Cecil Arden (December 15, 1894 – September 4, 1989) was an American mezzo-soprano and contralto opera singer active over the early decades of the twentieth century.

==Life and career==
Cecile Alexia Hart was born in New York City to Benjamin and Mildred Hart. Her father was real estate broker originally from Charleston, South Carolina, and her mother a native of Springfield, Illinois.

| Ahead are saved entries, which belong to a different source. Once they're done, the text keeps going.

impl Default for InterpolatedArgs {
    fn default() -> Self {
        Self {
            interval: "1h".to_string(),
            filter_expression: None,
        }
    }
}

/// Summary over each row's range. With an `interval` the range is split into
/// windows; with a `filter_expression` only samples passing it count.
#[derive(Debug, Clone, PartialEq)]
pub struct SummaryArgs {
    pub summary_types: SummaryType,
    pub calculation_basis: CalculationBasis,
    pub time_type: TimestampCalculation,
    pub interval: Option<String>,
    pub filter_expression: Option<String>,
    pub filter_interval: Option<String>,
}

impl Default for SummaryArgs {
    fn default() -> Self {
        Self {
            summary_types: SummaryType::AVERAGE,
            calculation_basis: CalculationBasis::default(),
            time_type: TimestampCalculation::default(),
            interval: None,
            filter_expression: None,
            filter_interval: None,
        }
    }
}

impl SummaryArgs {
    fn request(&self) -> SummaryRequest {
        SummaryRequest {
            types: self.summary_types,
            basis: self.calculation_basis,
            time_type: self.time_type,
        }
    }
}

#[derive(Debug, Clone, PartialEq, Eq)]
pub enum ExpressionSpec {
    Literal(String),
    /// Expression text read per row from this column.
    Column(String),
}

#[derive(Debug, Clone, PartialEq)]
pub struct CalcSummaryArgs {
    /// Window length, or `"event"` for the whole row range.
    pub interval: String,
    pub summary_types: SummaryType,
    pub expression: ExpressionSpec,
    pub calculation_basis: CalculationBasis,
    pub time_type: TimestampCalculation,
    pub sample_type: ExpressionSampleType,
    pub filter_interval: Option<String>,
}

impl CalcSummaryArgs {
    pub fn new(expression: ExpressionSpec) -> Self {
        Self {
            interval: "event".to_string(),
            summary_types: SummaryType::AVERAGE,
            expression,
            calculation_basis: CalculationBasis::default(),
            time_type: TimestampCalculation::default(),
            sample_type: ExpressionSampleType::default(),
            filter_interval: None,
        }
    }
}

#[derive(Debug, Clone, Default, PartialEq)]
pub struct RecordedArgs {
    pub filter_expression: Option<String>,
    pub boundary: BoundaryType,
}
//! Logging shim shared by the afcondense crates
//!
//! Every crate logs through the macros defined here so the runtime is set up
//! in exactly one place.
//!
//! Usage:
//! - Set AFCONDENSE_LOG=off (default) - no logs
//! - Set AFCONDENSE_LOG=info - fetch, condense and extract progress
//! - Set AFCONDENSE_LOG=debug - per-level and per-chunk detail

use std::sync::Once;

// Re-export emit so macros can use it
pub use emit;

/// Environment variable holding the minimum log level.
pub const LOG_ENV: &str = "AFCONDENSE_LOG";

static INIT: Once = Once::new();

fn level_filter(name: &str) -> Option<emit::Level> {
    match name {
        "debug" => Some(emit::Level::Debug),
        "info" => Some(emit::Level::Info),
        "warn" => Some(emit::Level::Warn),
        "error" => Some(emit::Level::Error),
        _ => None,
    }
}

/// Initialize diagnostics based on the AFCONDENSE_LOG environment variable
///
/// Call once at startup. Later calls are ignored.
pub fn init_diagnostics() {
    INIT.call_once(|| {
        let log_level = std::env::var(LOG_ENV).unwrap_or_else(|_| "off".to_string());
        if log_level == "off" {
            return;
        }

        let (min_level, known) = match level_filter(&log_level) {
            Some(level) => (level, true),
            None => (emit::Level::Info, false),
        };

        let rt = emit::setup()
            .emit_to(emit_term::stderr())
            .emit_when(emit::level::min_filter(min_level))
            .init();

        if !known {
            // Bootstrap warning, the runtime above may filter it otherwise
            eprintln!("Warning: Unknown {LOG_ENV} value '{log_level}', using 'info'");
        }

        // The runtime lives for the whole process
        std::mem::forget(rt);
    });
}

/// Log progress that users want to see in normal usage.
/// Examples: "Fetching hierarchy for 3 roots", "Condensing 4 levels"
#[macro_export]
macro_rules! info {
    ($($arg:tt)*) => {
        $crate::emit::info!($($arg)*)
    };
}

/// Log detailed diagnostics.
/// Examples: "Level 2 has 14 rows", "Chunk 3 finished with 200 rows"
#[macro_export]
macro_rules! debug {
    ($($arg:tt)*) => {
        $crate::emit::debug!($($arg)*)
    };
}

/// Log conditions that don't stop the operation but should be noted.
/// Examples: "Extracting for 400 rows", "Dropped 2 rows without a node"
#[macro_export]
macro_rules! warn {
    ($($arg:tt)*) => {
        $crate::emit::warn!($($arg)*)
    };
}

/// Log failures.
/// Examples: "Chunk 2 failed", "Data source rejected the query"
#[macro_export]
macro_rules! error {
    ($($arg:tt)*) => {
        $crate::emit::error!($($arg)*)
    };
}

/// Re-export the init function for convenience
pub use init_diagnostics as init;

Little is known of Arden's early life other than that she studied under the Italian Arturo Buzzi-Peccia and that there are photographs of her singing at a patriotic event on the steps of New York’s Federal Hall National Memorial during World War I (possibly after she joined the Metropolitan Opera). In October 1917, she was one of nearly 30 performers slated to appear in Friday Morning Musicals at the New York Biltmore Hotel from November into January, 1918.
Arden's debut with the Metropolitan Opera came on January 12, 1918, as Vanard in the American debut of Mascagni's lyric opera Lodoletta with Geraldine Farrar and Enrico Caruso. She remained with the Met for eight seasons singing mainly supporting roles. The remainder of her career would be spent on concert tours in Europe and America before the Great Depression made such enterprises financially risky.

Arden lived with her mother in New York City throughout the war years and later married a Signor Ardito Tivoli and moved to Rome, where she would reside for 15 years. After her husband's death in the late 1960s, she returned to America to live with friends in Wisconsin and later Seattle, Washington.

Arden died on September 4, 1989, probably in Seattle.